Hundreds of ICU nurses across NSW have signed an open letter to Premier Gladys Berejiklian warning the hospital system is "in crisis" and demanding the standard ratio of one nurse to each patient in ICU be guaranteed.
The warning follows confirmation that NSW hospitals may be forced to set up makeshift ICU wards in surgical operating theatres and require staff to care for more than one ICU patient at a time.
The number of Covid patients in ICUs is expected to triple in the coming weeks.
When the overall number of ICU patients, including both Covid and non-Covid patients, reaches more than 926, NSW Health has confirmed it will declare a "Code Black" that signals "demand for critical care services significantly exceeds organisation-wide capacity".
But in an open letter to Berejiklian obtained by news.com.au, hundreds of nurses have urged the government not to abandon the standard ratio of one nurse to every ventilated patient.
"Given the chronic unsafe staffing conditions, exacerbated by Covid-19, we cannot deliver the care you expect us to provide and the level of critical care our patients rightly deserve," the letter warns.
"We are extremely concerned about our ability to provide safe nursing care under the current staffing levels afforded by the NSW government to ICUs around this state.
"Never before has there been such a crucial time in NSW where ICUs should be properly staffed to avoid preventable patient outcomes.
"We urge you and your government to urgently fix the ICU staffing crisis. It cannot wait."
The dramatic intervention in the debate by ICU nurses follows the Premier's repeated claims that the system is under pressure but can withstand the surge.
On Monday, the NSW government released new modelling by Melbourne's Burnet Institute which predicts hospitalisations will peak at over 3400 in October.
The Burnet Institute's Professor Margaret Hellard confirmed to news.com.au on Monday that she had prepared predictions on the statewide peak of cases but it was up to NSW Health to release it.
However, NSW Health confirmed late on Monday night that it would not be releasing the taxpayer-funded modelling in full, including the prediction on the statewide peak of daily cases.
"From time to time NSW Health obtains Covid-19 related modelling," a spokesperson said.
"After public discussion around the capacity of the state's ICU resources to cope with the current outbreak, the NSW government asked NSW Health to collate modelling to do with ICU capacity. That modelling was released today."
The modelling the NSW government is prepared to release predicts a peak in daily case numbers at 2000 a day, but only in local government areas of concern. It does not say how much the daily cases will peak at across the state.
The signatories to the nurses' letter warn that they have a professional obligation to provide safe and professional care and must raise these issues with management.

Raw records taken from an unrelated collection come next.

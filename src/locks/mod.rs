// src/locks/mod.rs
//! Mutual exclusion for refresh work: at most one non-expired lock per
//! resource key. Expiry is a read-time check, never a background sweep; an
//! expired lock is simply reclaimable by the next acquirer.

use crate::utils::TokenResourceKey;
use chrono::{DateTime, Duration, Utc};
use dashmap::mapref::entry::Entry;
use dashmap::DashMap;
use log::{debug, warn};
use std::sync::Arc;
use uuid::Uuid;

#[derive(Debug, Clone)]
pub struct RefreshLock {
    pub resource_key: TokenResourceKey,
    pub holder_job_id: Uuid,
    /// Per-acquisition ownership token; a stale guard cannot release a lock it
    /// no longer owns after a steal
    token: Uuid,
    pub acquired_at: DateTime<Utc>,
    pub expires_at: DateTime<Utc>,
}

impl RefreshLock {
    pub fn is_expired(&self, now: DateTime<Utc>) -> bool {
        now >= self.expires_at
    }
}

/// Read-time expiry check, exposed standalone for callers holding a lock copy.
pub fn is_expired(lock: &RefreshLock, now: DateTime<Utc>) -> bool {
    lock.is_expired(now)
}

#[derive(Debug)]
pub enum AcquireOutcome {
    Acquired(LockGuard),
    /// Another refresh holds the key; `holder_job_id` is the job to poll
    Busy {
        holder_job_id: Uuid,
        expires_at: DateTime<Utc>,
    },
}

/// Shared lock table. Cheap to clone; all clones see the same locks.
#[derive(Debug, Clone, Default)]
pub struct RefreshLockManager {
    locks: Arc<DashMap<TokenResourceKey, RefreshLock>>,
}

impl RefreshLockManager {
    pub fn new() -> Self {
        Self::default()
    }

    /// Non-blocking acquire: exactly one caller gets the guard for a given
    /// non-expired key; everyone else sees `Busy`. The DashMap entry holds the
    /// shard lock across the check-and-insert, which is what makes acquisition
    /// atomic with respect to concurrent attempts on the same key.
    pub fn try_acquire(
        &self,
        key: &TokenResourceKey,
        holder_job_id: Uuid,
        ttl: Duration,
    ) -> AcquireOutcome {
        let now = Utc::now();
        let lock = RefreshLock {
            resource_key: key.clone(),
            holder_job_id,
            token: Uuid::new_v4(),
            acquired_at: now,
            expires_at: now + ttl,
        };
        let token = lock.token;

        match self.locks.entry(key.clone()) {
            Entry::Occupied(mut entry) => {
                let existing = entry.get();
                if existing.is_expired(now) {
                    warn!(
                        "Reclaiming expired refresh lock for {} (previous holder job {})",
                        key, existing.holder_job_id
                    );
                    entry.insert(lock);
                    AcquireOutcome::Acquired(self.guard(key.clone(), token))
                } else {
                    debug!(
                        "Refresh lock busy for {} (holder job {})",
                        key, existing.holder_job_id
                    );
                    AcquireOutcome::Busy {
                        holder_job_id: existing.holder_job_id,
                        expires_at: existing.expires_at,
                    }
                }
            }
            Entry::Vacant(entry) => {
                entry.insert(lock);
                debug!("Refresh lock acquired for {} (job {})", key, holder_job_id);
                AcquireOutcome::Acquired(self.guard(key.clone(), token))
            }
        }
    }

    /// Current non-expired holder, if any. Readers only; never blocks writers.
    pub fn holder(&self, key: &TokenResourceKey) -> Option<RefreshLock> {
        let now = Utc::now();
        self.locks
            .get(key)
            .filter(|l| !l.is_expired(now))
            .map(|l| l.clone())
    }

    fn guard(&self, key: TokenResourceKey, token: Uuid) -> LockGuard {
        LockGuard {
            manager: self.clone(),
            key,
            token,
            released: false,
        }
    }

    fn release(&self, key: &TokenResourceKey, token: Uuid) {
        // Ownership-checked: a guard whose lock was stolen after expiry must
        // not remove the new holder's lock.
        let removed = self.locks.remove_if(key, |_, l| l.token == token);
        if removed.is_some() {
            debug!("Refresh lock released for {}", key);
        }
    }
}

/// RAII handle for a held refresh lock. Releasing is idempotent and also
/// happens on drop, so the lock can never outlive the orchestrated attempt,
/// whatever exit path it takes.
#[derive(Debug)]
pub struct LockGuard {
    manager: RefreshLockManager,
    key: TokenResourceKey,
    token: Uuid,
    released: bool,
}

impl LockGuard {
    pub fn key(&self) -> &TokenResourceKey {
        &self.key
    }

    pub fn release(&mut self) {
        if self.released {
            return;
        }
        self.released = true;
        self.manager.release(&self.key, self.token);
    }
}

impl Drop for LockGuard {
    fn drop(&mut self) {
        self.release();
    }
}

"Our workforce's health and safety is constantly being placed at risk both physically and mentally," the letter states.
"We do not want to be harmed just for attending work. We do not want to see our patients die from understaffing.
"It is our professional view that ICUs were in crisis prior to the current Covid-19 pandemic.
"The added demands of the pandemic, testing capacity and surging admissions are forcing our clinical workforce to the brink, placing our registration at risk on every shift and compromising patient care."
The letter also calls for additional breaks to remove and put on PPE safely and a buddy system to ensure the correct protocols are not skipped due to fatigue.
One ICU nurse who spoke to news.com.au raised concerns that some hospitals plan to bring in physiotherapists to help in the ICU, a strategy she described as "completely insane".
"They can't give medications, manage IVs or dialysis, invasive monitoring," she said.
"All they can do is help with basic nursing jobs. We are running low on some essential stock items. All of these things compound the stress and anxiety.
"We get texts from the manager begging us to do overtime and extra shifts every day. There are not enough nurses. I say to people all the time: having lots of ventilators is fine and dandy, but you need trained ICU nurses to manage them. They aren't like turning on a washing machine."
NSW Nurses and Midwives' Association secretary Brett Holmes told news.com.au the threat to reduce staff-to-patient ratios was alarming.
"This represents what baseline ICU staffing levels should have been in normal operating circumstances, but we know these professional standards of one-to-one care for ICU patients were not consistently being met prior to the pandemic," he said.
"We have raised concerns about critical care staffing levels and the need for ACCESS nurses in ICUs with the Ministry of Health for some time.
"After they shoulder the burden of this current crisis, our members do want to sit down with the Premier and Health Minister to discuss their concerns first-hand and seek assurances that a one-to-one nurse to patient ratio is mandated for critical care patients."